Start of INPUT DATA
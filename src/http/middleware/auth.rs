//! Bearer authentication and role checks.

use axum::{
    body::Body,
    extract::State,
    http::Request,
    middleware::Next,
    response::{IntoResponse, Response},
};

use crate::error::GuardError;
use crate::http::request::bearer_token;
use crate::http::state::AppState;
use crate::identity::CallerIdentity;

/// Validate the bearer credential when one is presented.
///
/// Anonymous requests pass through untouched; a presented token that fails
/// validation is rejected with 401. On success the claims and a
/// `CallerIdentity` are attached as request extensions.
pub async fn authenticate(
    State(state): State<AppState>,
    mut request: Request<Body>,
    next: Next,
) -> Response {
    let Some(token) = bearer_token(request.headers()).map(str::to_owned) else {
        return next.run(request).await;
    };

    match state.tokens.validate_access_token(&token).await {
        Ok(claims) => {
            let caller = CallerIdentity::from(&claims);
            tracing::debug!(user_id = %caller.user_id, role = %caller.role, "Caller authenticated");
            request.extensions_mut().insert(caller);
            request.extensions_mut().insert(claims);
            next.run(request).await
        }
        Err(e) => e.into_response(),
    }
}

/// Allow the request only if the caller holds one of `roles`.
pub async fn require_role(
    roles: &'static [&'static str],
    request: Request<Body>,
    next: Next,
) -> Response {
    let Some(caller) = request.extensions().get::<CallerIdentity>() else {
        return GuardError::MissingCredentials.into_response();
    };
    if !caller.has_role(roles) {
        tracing::warn!(
            user_id = %caller.user_id,
            role = %caller.role,
            required = ?roles,
            "Caller lacks required role"
        );
        return GuardError::Forbidden.into_response();
    }
    next.run(request).await
}
//! Configuration validation.
//!
//! # Responsibilities
//! - Semantic validation (serde handles syntactic)
//! - Validate value ranges (limits and windows > 0)
//! - Check that address lists parse as IPs or CIDRs
//!
//! # Design Decisions
//! - Returns all validation errors, not just first
//! - Validation is pure function: GuardConfig → Result<(), Vec<ValidationError>>
//! - Runs before config is accepted into the system

use std::net::SocketAddr;

use ipnetwork::IpNetwork;
use thiserror::Error;

use crate::config::schema::GuardConfig;

/// A single semantic problem in the configuration.
#[derive(Debug, Clone, PartialEq, Eq, Error)]
pub enum ValidationError {
    #[error("tokens.secret must be set")]
    MissingSecret,

    #[error("{field} must be greater than zero")]
    NotPositive { field: &'static str },

    #[error("{field}: invalid address entry '{value}'")]
    InvalidAddress { field: &'static str, value: String },

    #[error("{field}: path prefix '{value}' must start with '/'")]
    InvalidPrefix { field: &'static str, value: String },
}

/// Validate a loaded configuration.
pub fn validate_config(config: &GuardConfig) -> Result<(), Vec<ValidationError>> {
    let mut errors = Vec::new();

    if config.tokens.secret.trim().is_empty() {
        errors.push(ValidationError::MissingSecret);
    }

    let positive: [(&'static str, u64); 15] = [
        ("tokens.access_ttl_secs", config.tokens.access_ttl_secs),
        ("tokens.elevated_access_ttl_secs", config.tokens.elevated_access_ttl_secs),
        ("tokens.refresh_ttl_secs", config.tokens.refresh_ttl_secs),
        ("ip_rate_limit.requests_per_window", config.ip_rate_limit.requests_per_window.into()),
        ("ip_rate_limit.auth_requests_per_window", config.ip_rate_limit.auth_requests_per_window.into()),
        ("ip_rate_limit.window_secs", config.ip_rate_limit.window_secs),
        ("user_rate_limit.api", config.user_rate_limit.api.into()),
        ("user_rate_limit.upload", config.user_rate_limit.upload.into()),
        ("user_rate_limit.auth", config.user_rate_limit.auth.into()),
        ("user_rate_limit.admin", config.user_rate_limit.admin.into()),
        ("otp.ip_max_requests", config.otp.ip_max_requests.into()),
        ("otp.ip_window_secs", config.otp.ip_window_secs),
        ("webhook.max_requests", config.webhook.max_requests.into()),
        ("webhook.window_secs", config.webhook.window_secs),
        ("cleanup_interval_secs", config.cleanup_interval_secs),
    ];
    for (field, value) in positive {
        if value == 0 {
            errors.push(ValidationError::NotPositive { field });
        }
    }

    check_addresses("network.trusted_proxies", &config.network.trusted_proxies, &mut errors);
    check_addresses("webhook.whitelist", &config.webhook.whitelist, &mut errors);

    if config.listener.bind_address.parse::<SocketAddr>().is_err() {
        errors.push(ValidationError::InvalidAddress {
            field: "listener.bind_address",
            value: config.listener.bind_address.clone(),
        });
    }

    let prefixes = [
        ("ip_rate_limit.auth_path_prefix", &config.ip_rate_limit.auth_path_prefix),
        ("user_rate_limit.auth_path_prefix", &config.user_rate_limit.auth_path_prefix),
        ("user_rate_limit.admin_path_prefix", &config.user_rate_limit.admin_path_prefix),
        ("user_rate_limit.upload_path_prefix", &config.user_rate_limit.upload_path_prefix),
    ];
    for (field, value) in prefixes {
        if !value.starts_with('/') {
            errors.push(ValidationError::InvalidPrefix {
                field,
                value: value.clone(),
            });
        }
    }

    if errors.is_empty() {
        Ok(())
    } else {
        Err(errors)
    }
}

fn check_addresses(field: &'static str, entries: &[String], errors: &mut Vec<ValidationError>) {
    for entry in entries {
        if entry.trim().parse::<IpNetwork>().is_err() {
            errors.push(ValidationError::InvalidAddress {
                field,
                value: entry.clone(),
            });
        }
    }
}
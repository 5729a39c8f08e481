//! HTTP server setup and configuration.
//!
//! # Responsibilities
//! - Create the Axum router with auth, OTP, webhook and admin routes
//! - Wire up middleware (request ID, tracing, timeouts, body limit)
//! - Layer the admission chain over `/api`
//! - Serve with connect info and graceful shutdown

use std::net::SocketAddr;
use std::sync::Arc;
use std::time::Duration;

use axum::{
    body::Body,
    http::Request,
    middleware,
    routing::{get, post},
    Router,
};
use tokio::net::TcpListener;
use tower_http::{
    limit::RequestBodyLimitLayer,
    request_id::{MakeRequestUuid, PropagateRequestIdLayer, SetRequestIdLayer},
    timeout::TimeoutLayer,
    trace::TraceLayer,
};

use crate::admin;
use crate::config::ListenerConfig;
use crate::http::handlers;
use crate::http::middleware::{
    authenticate, ip_rate_limit, resolve_client_ip, user_rate_limit, webhook_rate_limit,
};
use crate::http::request::request_id;
use crate::http::state::AppState;
use crate::lifecycle::Shutdown;

/// HTTP server for the admission guard.
pub struct HttpServer {
    router: Router,
}

impl HttpServer {
    pub fn new(config: ListenerConfig, state: AppState) -> Self {
        let router = Self::build_router(&config, state);
        Self { router }
    }

    /// Build the Axum router with all middleware layers.
    #[allow(deprecated)]
    pub fn build_router(config: &ListenerConfig, state: AppState) -> Router {
        let api = Router::new()
            .route("/auth/login", post(handlers::login))
            .route("/auth/refresh", post(handlers::refresh))
            .route("/auth/logout", post(handlers::logout))
            .route("/auth/otp/send", post(handlers::otp_send))
            .route("/auth/otp/verify", post(handlers::otp_verify))
            .route("/auth/otp/status", get(handlers::otp_status))
            .route("/me", get(handlers::me))
            .nest("/admin", admin::router());
        let api = admission_chain(api, &state);

        let webhooks = Router::new()
            .route("/{provider}", post(handlers::webhook))
            .layer(middleware::from_fn_with_state(state.clone(), webhook_rate_limit))
            .layer(middleware::from_fn_with_state(state.clone(), resolve_client_ip));

        Router::new()
            .route("/health", get(handlers::health))
            .nest("/api", api)
            .nest("/webhooks", webhooks)
            .with_state(state)
            .layer(RequestBodyLimitLayer::new(config.max_body_size))
            .layer(TimeoutLayer::new(Duration::from_secs(config.request_timeout_secs)))
            .layer(PropagateRequestIdLayer::x_request_id())
            .layer(
                TraceLayer::new_for_http().make_span_with(|request: &Request<Body>| {
                    tracing::info_span!(
                        "request",
                        method = %request.method(),
                        path = %request.uri().path(),
                        request_id = %request_id(request.headers()),
                    )
                }),
            )
            .layer(SetRequestIdLayer::x_request_id(MakeRequestUuid))
    }

    /// Run the server until `shutdown` fires.
    pub async fn run(self, listener: TcpListener, shutdown: Arc<Shutdown>) -> Result<(), std::io::Error> {
        let addr = listener.local_addr()?;
        tracing::info!(address = %addr, "HTTP server starting");

        let mut stop = shutdown.subscribe();
        let app = self.router.into_make_service_with_connect_info::<SocketAddr>();
        axum::serve(listener, app)
            .with_graceful_shutdown(async move {
                let _ = stop.recv().await;
            })
            .await?;

        tracing::info!("HTTP server stopped");
        Ok(())
    }
}

/// Wrap `routes` in the `/api` admission chain.
///
/// Layers added last run first, so `authenticate` is the outermost layer.
/// The limiters classify on the original request path, so `routes` may be
/// nested under any prefix.
fn admission_chain(routes: Router<AppState>, state: &AppState) -> Router<AppState> {
    routes
        .layer(middleware::from_fn_with_state(state.clone(), user_rate_limit))
        .layer(middleware::from_fn_with_state(state.clone(), ip_rate_limit))
        .layer(middleware::from_fn_with_state(state.clone(), resolve_client_ip))
        .layer(middleware::from_fn_with_state(state.clone(), authenticate))
}
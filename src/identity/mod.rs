//! Caller identification.
//!
//! # Data Flow
//! ```text
//! peer address + forwarding headers
//!     → client_ip.rs (trusted-proxy aware) → ClientIp extension
//!
//! validated access token
//!     → caller.rs → CallerIdentity extension
//! ```

pub mod caller;
pub mod client_ip;

pub use caller::CallerIdentity;
pub use client_ip::{ClientIp, TrustedProxies};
End of INPUT DATA
(YOUR INSTRUCTIONS): An exact repeat of the lines from the one containing "let addr = listener.local_addr()?;" through the final line of the entries is the whole answer.

(RESULT):
        let addr = listener.local_addr()?;
        tracing::info!(address = %addr, "HTTP server starting");

        let mut stop = shutdown.subscribe();
        let app = self.router.into_make_service_with_connect_info::<SocketAddr>();
        axum::serve(listener, app)
            .with_graceful_shutdown(async move {
                let _ = stop.recv().await;
            })
            .await?;

        tracing::info!("HTTP server stopped");
        Ok(())
    }
}

/// Wrap `routes` in the `/api` admission chain.
///
/// Layers added last run first, so `authenticate` is the outermost layer.
/// The limiters classify on the original request path, so `routes` may be
/// nested under any prefix.
fn admission_chain(routes: Router<AppState>, state: &AppState) -> Router<AppState> {
    routes
        .layer(middleware::from_fn_with_state(state.clone(), user_rate_limit))
        .layer(middleware::from_fn_with_state(state.clone(), ip_rate_limit))
        .layer(middleware::from_fn_with_state(state.clone(), resolve_client_ip))
        .layer(middleware::from_fn_with_state(state.clone(), authenticate))
}
filename src/identity/mod.rs
//! Caller identification.
//!
//! # Data Flow
//! ```text
//! peer address + forwarding headers
//!     → client_ip.rs (trusted-proxy aware) → ClientIp extension
//!
//! validated access token
//!     → caller.rs → CallerIdentity extension
//! ```

pub mod caller;
pub mod client_ip;

pub use caller::CallerIdentity;
pub use client_ip::{ClientIp, TrustedProxies};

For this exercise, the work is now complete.